■ Task statement:
Go through the entries and copy every line that has the string "photo" in it.

■ Collected data:
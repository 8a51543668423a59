/// Notekeeper - personal notes backend
///
/// Accounts, notes with images and tags, public notes with bookmarks,
/// and AI-assisted summarization and image analysis.

mod account;
mod ai;
mod api;
mod auth;
mod bookmarks;
mod config;
mod context;
mod db;
mod error;
mod media_store;
mod notes;
mod server;

use config::ServerConfig;
use context::AppContext;
use error::ApiResult;
use tracing_subscriber::{layer::SubscriberExt, util::SubscriberInitExt, EnvFilter};

#[tokio::main]
async fn main() -> ApiResult<()> {
    // Load configuration
    let config = ServerConfig::from_env()?;

    // Initialize logging
    tracing_subscriber::registry()
        .with(
            EnvFilter::try_new(&config.logging.level)
                .unwrap_or_else(|_| "notekeeper=debug,tower_http=debug".into()),
        )
        .with(tracing_subscriber::fmt::layer())
        .init();

    print_banner(&config);

    // Create application context
    let ctx = AppContext::new(config).await?;

    // Start server
    server::serve(ctx).await?;

    Ok(())
}

fn print_banner(config: &ServerConfig) {
    println!(
        r#"
    _   __      __       __
   / | / /___  / /____  / /_____  ___  ____  ___  _____
  /  |/ / __ \/ __/ _ \/ //_/ _ \/ _ \/ __ \/ _ \/ ___/
 / /|  / /_/ / /_/  __/ ,< /  __/  __/ /_/ /  __/ /
/_/ |_/\____/\__/\___/_/|_|\___/\___/ .___/\___/_/
                                   /_/
        Personal notes backend v{}
        "#,
        config.service.version
    );
}
/// Media Store Manager
///
/// Validates uploads, generates storage keys and normalises images before
/// handing the bytes to a backend.
use crate::{
    error::{ApiError, ApiResult},
    media_store::{disk::DiskMediaBackend, is_safe_key, ImageDimensions, MediaBackend, StoredMedia},
};
use chrono::Utc;
use image::{DynamicImage, ImageFormat};
use rand::{distributions::Alphanumeric, Rng};
use std::path::PathBuf;
use std::sync::Arc;

/// MIME types accepted for upload
pub const SUPPORTED_UPLOAD_TYPES: &[&str] = &[
    "image/jpeg",
    "image/jpg",
    "image/png",
    "image/webp",
    "image/gif",
    "image/heic",
];

/// Media store configuration
#[derive(Debug, Clone)]
pub struct MediaStoreConfig {
    pub location: PathBuf,
    /// URL prefix the stored files are served under
    pub url_prefix: String,
    pub max_size: usize,
}

impl Default for MediaStoreConfig {
    fn default() -> Self {
        Self {
            location: PathBuf::from("./uploads/images"),
            url_prefix: "/uploads/images".to_string(),
            max_size: 5 * 1024 * 1024, // 5MB
        }
    }
}

/// Main media store manager
#[derive(Clone)]
pub struct MediaStore {
    config: MediaStoreConfig,
    backend: Arc<dyn MediaBackend>,
}

impl MediaStore {
    /// Create a media store on local disk
    pub fn new(config: MediaStoreConfig) -> Self {
        let backend: Arc<dyn MediaBackend> = Arc::new(DiskMediaBackend::new(config.location.clone()));
        Self { config, backend }
    }

    /// Public URL for a key
    pub fn url_for(&self, key: &str) -> String {
        format!("{}/{}", self.config.url_prefix, key)
    }

    /// Validate MIME type is allowed
    pub fn validate_mime_type(mime_type: &str) -> ApiResult<()> {
        if SUPPORTED_UPLOAD_TYPES.contains(&mime_type) {
            Ok(())
        } else {
            Err(ApiError::Validation(
                "Unsupported file format. Use JPEG, PNG, WebP or GIF.".to_string(),
            ))
        }
    }

    /// Store an uploaded image
    ///
    /// Decodable images are re-encoded to JPEG and their dimensions reported;
    /// anything else is stored as-is under its original extension.
    pub async fn store(
        &self,
        data: Vec<u8>,
        mime_type: &str,
        original_name: &str,
    ) -> ApiResult<StoredMedia> {
        if data.is_empty() {
            return Err(ApiError::Validation("No image file was sent".to_string()));
        }
        if data.len() > self.config.max_size {
            return Err(ApiError::Validation(format!(
                "File too large. Maximum size is {}MB",
                self.config.max_size / (1024 * 1024)
            )));
        }
        Self::validate_mime_type(mime_type)?;

        let (bytes, stored_mime, extension, dimensions) = match Self::reencode_as_jpeg(&data) {
            Some((jpeg, dims)) => (jpeg, "image/jpeg".to_string(), "jpg".to_string(), Some(dims)),
            None => {
                let ext = Self::extension_for(original_name, mime_type);
                (data, mime_type.to_string(), ext, None)
            }
        };

        let mut key = Self::generate_key(&extension);
        while self.exists(&key).await? {
            key = Self::generate_key(&extension);
        }
        let file_size = bytes.len() as i64;
        self.backend.put(&key, bytes).await?;

        tracing::info!(key = %key, size = file_size, "Stored media");

        Ok(StoredMedia {
            file_url: self.url_for(&key),
            file_name: key,
            original_name: original_name.to_string(),
            mime_type: stored_mime,
            file_size,
            width: dimensions.map(|d| d.width),
            height: dimensions.map(|d| d.height),
            uploaded_at: Utc::now(),
        })
    }

    /// Fetch stored bytes and their MIME type
    pub async fn fetch(&self, key: &str) -> ApiResult<(Vec<u8>, String)> {
        let data = self
            .backend
            .get(key)
            .await?
            .ok_or_else(|| ApiError::NotFound("Image file not found".to_string()))?;

        Ok((data, mime_type_for_key(key).to_string()))
    }

    /// Delete stored bytes; a missing key is not an error
    pub async fn delete(&self, key: &str) -> ApiResult<()> {
        self.backend.delete(key).await
    }

    /// Whether a key is present in storage
    pub async fn exists(&self, key: &str) -> ApiResult<bool> {
        if !is_safe_key(key) {
            return Ok(false);
        }
        self.backend.exists(key).await
    }

    /// Collision-resistant key: millisecond timestamp plus random suffix
    fn generate_key(extension: &str) -> String {
        let suffix: String = rand::thread_rng()
            .sample_iter(&Alphanumeric)
            .take(8)
            .map(char::from)
            .collect::<String>()
            .to_lowercase();
        format!(
            "image_{}_{}.{}",
            Utc::now().timestamp_millis(),
            suffix,
            extension
        )
    }

    /// Extension from the original file name, falling back to the MIME type
    fn extension_for(original_name: &str, mime_type: &str) -> String {
        let from_name = std::path::Path::new(original_name)
            .extension()
            .and_then(|e| e.to_str())
            .map(|e| e.to_ascii_lowercase())
            .filter(|e| !e.is_empty() && e.len() <= 5 && e.chars().all(|c| c.is_ascii_alphanumeric()));

        from_name.unwrap_or_else(|| {
            match mime_type {
                "image/png" => "png",
                "image/gif" => "gif",
                "image/webp" => "webp",
                "image/heic" => "heic",
                _ => "jpg",
            }
            .to_string()
        })
    }

    /// Decode and re-encode as JPEG, reporting the pixel dimensions
    fn reencode_as_jpeg(data: &[u8]) -> Option<(Vec<u8>, ImageDimensions)> {
        let img = match image::load_from_memory(data) {
            Ok(img) => img,
            Err(e) => {
                tracing::debug!("Image not decodable, storing as-is: {}", e);
                return None;
            }
        };

        let dimensions = ImageDimensions {
            width: img.width(),
            height: img.height(),
        };

        // JPEG has no alpha channel
        let rgb = DynamicImage::ImageRgb8(img.to_rgb8());
        let mut buf = Vec::new();
        let mut cursor = std::io::Cursor::new(&mut buf);

        match rgb.write_to(&mut cursor, ImageFormat::Jpeg) {
            Ok(_) => Some((buf, dimensions)),
            Err(e) => {
                tracing::warn!("Failed to encode JPEG: {}", e);
                None
            }
        }
    }
}

/// MIME type served for a stored key, derived from its extension
pub fn mime_type_for_key(key: &str) -> &'static str {
    let ext = std::path::Path::new(key)
        .extension()
        .and_then(|e| e.to_str())
        .map(|e| e.to_ascii_lowercase())
        .unwrap_or_default();

    match ext.as_str() {
        "png" => "image/png",
        "gif" => "image/gif",
        "webp" => "image/webp",
        _ => "image/jpeg",
    }
}

#[cfg(test)]
mod tests {
    use super::*;
    use tempfile::tempdir;

    fn create_test_store(dir: &std::path::Path) -> MediaStore {
        MediaStore::new(MediaStoreConfig {
            location: dir.to_path_buf(),
            url_prefix: "/uploads/images".to_string(),
            max_size: 1024 * 1024,
        })
    }

    fn png_bytes(width: u32, height: u32) -> Vec<u8> {
        let img = image::RgbImage::new(width, height);
        let mut buf = Vec::new();
        let mut cursor = std::io::Cursor::new(&mut buf);
        img.write_to(&mut cursor, ImageFormat::Png).unwrap();
        buf
    }

    #[tokio::test]
    async fn test_store_reencodes_and_reports_dimensions() {
        let dir = tempdir().unwrap();
        let store = create_test_store(dir.path());

        let stored = store
            .store(png_bytes(12, 7), "image/png", "photo.png")
            .await
            .unwrap();

        assert!(stored.file_name.starts_with("image_"));
        assert!(stored.file_name.ends_with(".jpg"));
        assert_eq!(stored.file_url, format!("/uploads/images/{}", stored.file_name));
        assert_eq!(stored.mime_type, "image/jpeg");
        assert_eq!(stored.width, Some(12));
        assert_eq!(stored.height, Some(7));
        assert_eq!(stored.original_name, "photo.png");

        let (bytes, mime) = store.fetch(&stored.file_name).await.unwrap();
        assert_eq!(mime, "image/jpeg");
        assert_eq!(bytes.len() as i64, stored.file_size);
    }

    #[tokio::test]
    async fn test_undecodable_kept_with_original_extension() {
        let dir = tempdir().unwrap();
        let store = create_test_store(dir.path());

        let stored = store
            .store(b"not really heic".to_vec(), "image/heic", "IMG_0001.HEIC")
            .await
            .unwrap();

        assert!(stored.file_name.ends_with(".heic"));
        assert_eq!(stored.width, None);
        assert_eq!(stored.file_size, 15);
    }

    #[tokio::test]
    async fn test_oversized_rejected() {
        let dir = tempdir().unwrap();
        let store = create_test_store(dir.path());

        let result = store
            .store(vec![0u8; 2 * 1024 * 1024], "image/png", "big.png")
            .await;
        assert!(matches!(result, Err(ApiError::Validation(_))));
    }

    #[tokio::test]
    async fn test_unsupported_mime_rejected() {
        let dir = tempdir().unwrap();
        let store = create_test_store(dir.path());

        let result = store
            .store(b"MZ".to_vec(), "application/x-msdownload", "evil.exe")
            .await;
        assert!(matches!(result, Err(ApiError::Validation(_))));
    }

    #[tokio::test]
    async fn test_delete_missing_is_ok() {
        let dir = tempdir().unwrap();
        let store = create_test_store(dir.path());

        store.delete("image_0_missing.jpg").await.unwrap();
    }

    #[tokio::test]
    async fn test_generated_keys_differ() {
        let a = MediaStore::generate_key("jpg");
        let b = MediaStore::generate_key("jpg");
        assert_ne!(a, b);
        assert!(is_safe_key(&a));
    }

    #[test]
    fn test_mime_type_for_key() {
        assert_eq!(mime_type_for_key("a.PNG"), "image/png");
        assert_eq!(mime_type_for_key("a.gif"), "image/gif");
        assert_eq!(mime_type_for_key("a.webp"), "image/webp");
        assert_eq!(mime_type_for_key("a.jpeg"), "image/jpeg");
        assert_eq!(mime_type_for_key("noext"), "image/jpeg");
    }
}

■ Response to this exercise:
            .store(png_bytes(12, 7), "image/png", "photo.png")
        assert_eq!(stored.original_name, "photo.png");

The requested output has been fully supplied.